◆国内女子プロツアー<アースモンダミンカップ 6月23日~6月26日 カメリアヒルズカントリークラブ(千葉県) 6639ヤード・パー72>
金田久美子は11年ぶり、ささきしょうこは4年ぶり、永井花奈は5年ぶりの復活優勝に手が届かなかった。アース・モンダミンカップ最終日の最終組で優勝争いをくりひろげた3人だったが、そろって苦しい戦いを強いられた。タフな表情を見せるコースで踏ん張り切れず、追い上げた木村彩子に逆転優勝を許す結果となった。三者三様の最終日を追った。
リードを守れなかったささきしょうこ「ホントに悔しいの一言です」
通算7アンダーの単独首位でスタートしたささきは、2打のリードと風が強いコンディションを考えて、焦らず、イーブンパーで回ることを目標にした。だが、連日の風で硬くなり、ラフも伸びているコースは牙をむきだし、そうは問屋が卸さない。
1番、4番、9番でボギーと、一気に貯金を吐き出した。折り返しても立て直すことができず、11番ではダブルボギー。12番で唯一のバーディを奪い首位に並んだが、すぐさま木村に追い抜かれた。
それでも、最後の18番をバーディにできれば、通算4アンダーでホールアウトしていた木村に並び、プレーオフに持ち込むチャンスもあったが、無情にもボールはカップをそれた。
狙っていたのは、2018年の樋口久子・三菱電機レディス以来となる4年ぶりのツアー4勝目。「ホントに悔しいの一言です」と、唇をかんだ。
優勝した木村は、同じ2015年プロ入りの同期にあたる。「難しいのに伸ばしているのは、ホントは敵なんだけど、心の底からすごいなと思います」と、称賛した。
「前半、どこまで崩れるかな、という中で、もしかしてプレーオフに行けるかなと思えるところまで行ったのは、次への収穫です」と、最後はポジティブに締めくくった。
2位スタートの金田久美子「悔しいけど最後まで切れずに楽しくできたかな」
「ドライバーが曲がりまくって、フェアウェーからなかなか打てなかった。フェアウェーじゃないと勝負にならない」。2011年フジサンケイレディス以来、11年ぶりのツアー2勝目を目指した金田は、5つスコアを落としてイーブンパー。7位タイに終わって、そうボヤいた。
シード権を失い、限られた試合数の中で戦っている中での優勝争い。ものにしたかったのはまちがいないが、表情は明るい。「悔しいですけど、どうしようもなかったゴルフだった。最後まで切れずに楽しくできたかな」。

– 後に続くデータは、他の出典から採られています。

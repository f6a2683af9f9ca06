//! Error handling for the frameflow pipeline
//!
//! This module defines custom error types and a Result alias for use
//! throughout the crate.

use thiserror::Error;

/// Main error type for frameflow operations
#[derive(Error, Debug)]
pub enum FrameFlowError {
    /// A worker was asked to start before `create()` was called
    #[error("Worker '{0}' is not initialized")]
    NotInitialized(String),

    /// The payload-population collaborator failed for one frame
    #[error("Payload population failed for frame {frame_id}: {message}")]
    Payload { frame_id: u32, message: String },

    /// Errors related to configuration loading/saving
    #[error("Configuration error: {0}")]
    Config(String),

    /// Errors related to channel communication
    #[error("Channel error: {0}")]
    Channel(String),

    /// IO errors
    #[error("IO error: {0}")]
    Io(#[from] std::io::Error),

    /// Generic errors with context
    #[error("{context}: {source}")]
    WithContext {
        context: String,
        #[source]
        source: Box<FrameFlowError>,
    },
}

impl FrameFlowError {
    /// Add context to an error
    pub fn with_context(self, context: impl Into<String>) -> Self {
        FrameFlowError::WithContext {
            context: context.into(),
            source: Box::new(self),
        }
    }
}

/// Result type alias for frameflow operations
pub type Result<T> = std::result::Result<T, FrameFlowError>;

/// Extension trait for adding context to Results
pub trait ResultExt<T> {
    /// Add context to an error result
    fn context(self, context: impl Into<String>) -> Result<T>;
}

impl<T> ResultExt<T> for Result<T> {
    fn context(self, context: impl Into<String>) -> Result<T> {
        self.map_err(|e| e.with_context(context))
    }
}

笑顔を見せる裏には、腰痛と足首捻挫に苦しんだ日々がある。オフのトレーニングの目的は、飛距離アップから故障しない身体づくりへと大きく変わった。32歳という年齢を考えれば当然ではあるのだが、その中でゴルフができる喜びを全身で感じている。
腰痛がひどいときにフルショットできず、6割程度のイメージで振るコントロールショットを身につけた。腰がよくなるにつれて振り幅が大きくなったが、前週のステップアップツアーでフルショットしたところ「チーピンが止まらなくなって」と、今週は8割程度を意識したところ、いいプレーができたという。
試合に出るのが当たり前だった頃には、ゴルフが楽しいと思ったことはなかったが、シード落ちや故障を経て、感謝の気持ちを覚えた。
「ゴルフが少し楽しくなりました」という言葉を、照れくさそうに口にしながら、改めてツアーでのプレーに意欲を燃やしている。
「粘っていればチャンスはあると思っていた」という永井花奈
2017年の樋口久子・三菱電機レディス以来、5年ぶりのツアー2勝目を目指した永井は、踏ん張ったものの74で撃沈。通算1アンダーの5位タイに終わった。
トップのささきに4打差でスタートした最終日。2番のバーディーで落ち着いた。「この風の中、自力で伸ばすのは難しいかなと。でも粘っていればチャンスはあると思っていた」。
だが、6番で最初のボギーを打つと、7番、9番、10番とボギーが止まらない。18番もボギーとして、5年ぶりの優勝はお預けとなった。「途中でもう1つくらいバーディがくれば流れが変わったのかなと思います。調子自体は悪くない」と、振り返った。
勝てなかった原因は、風があまりなかった初日にイーブンパーと出遅れたこと。気持ちを切り替えて、翌27日に行われる日本女子オープン(9月29日~10月2日、千葉・紫CCすみれC)の予選へ向かった。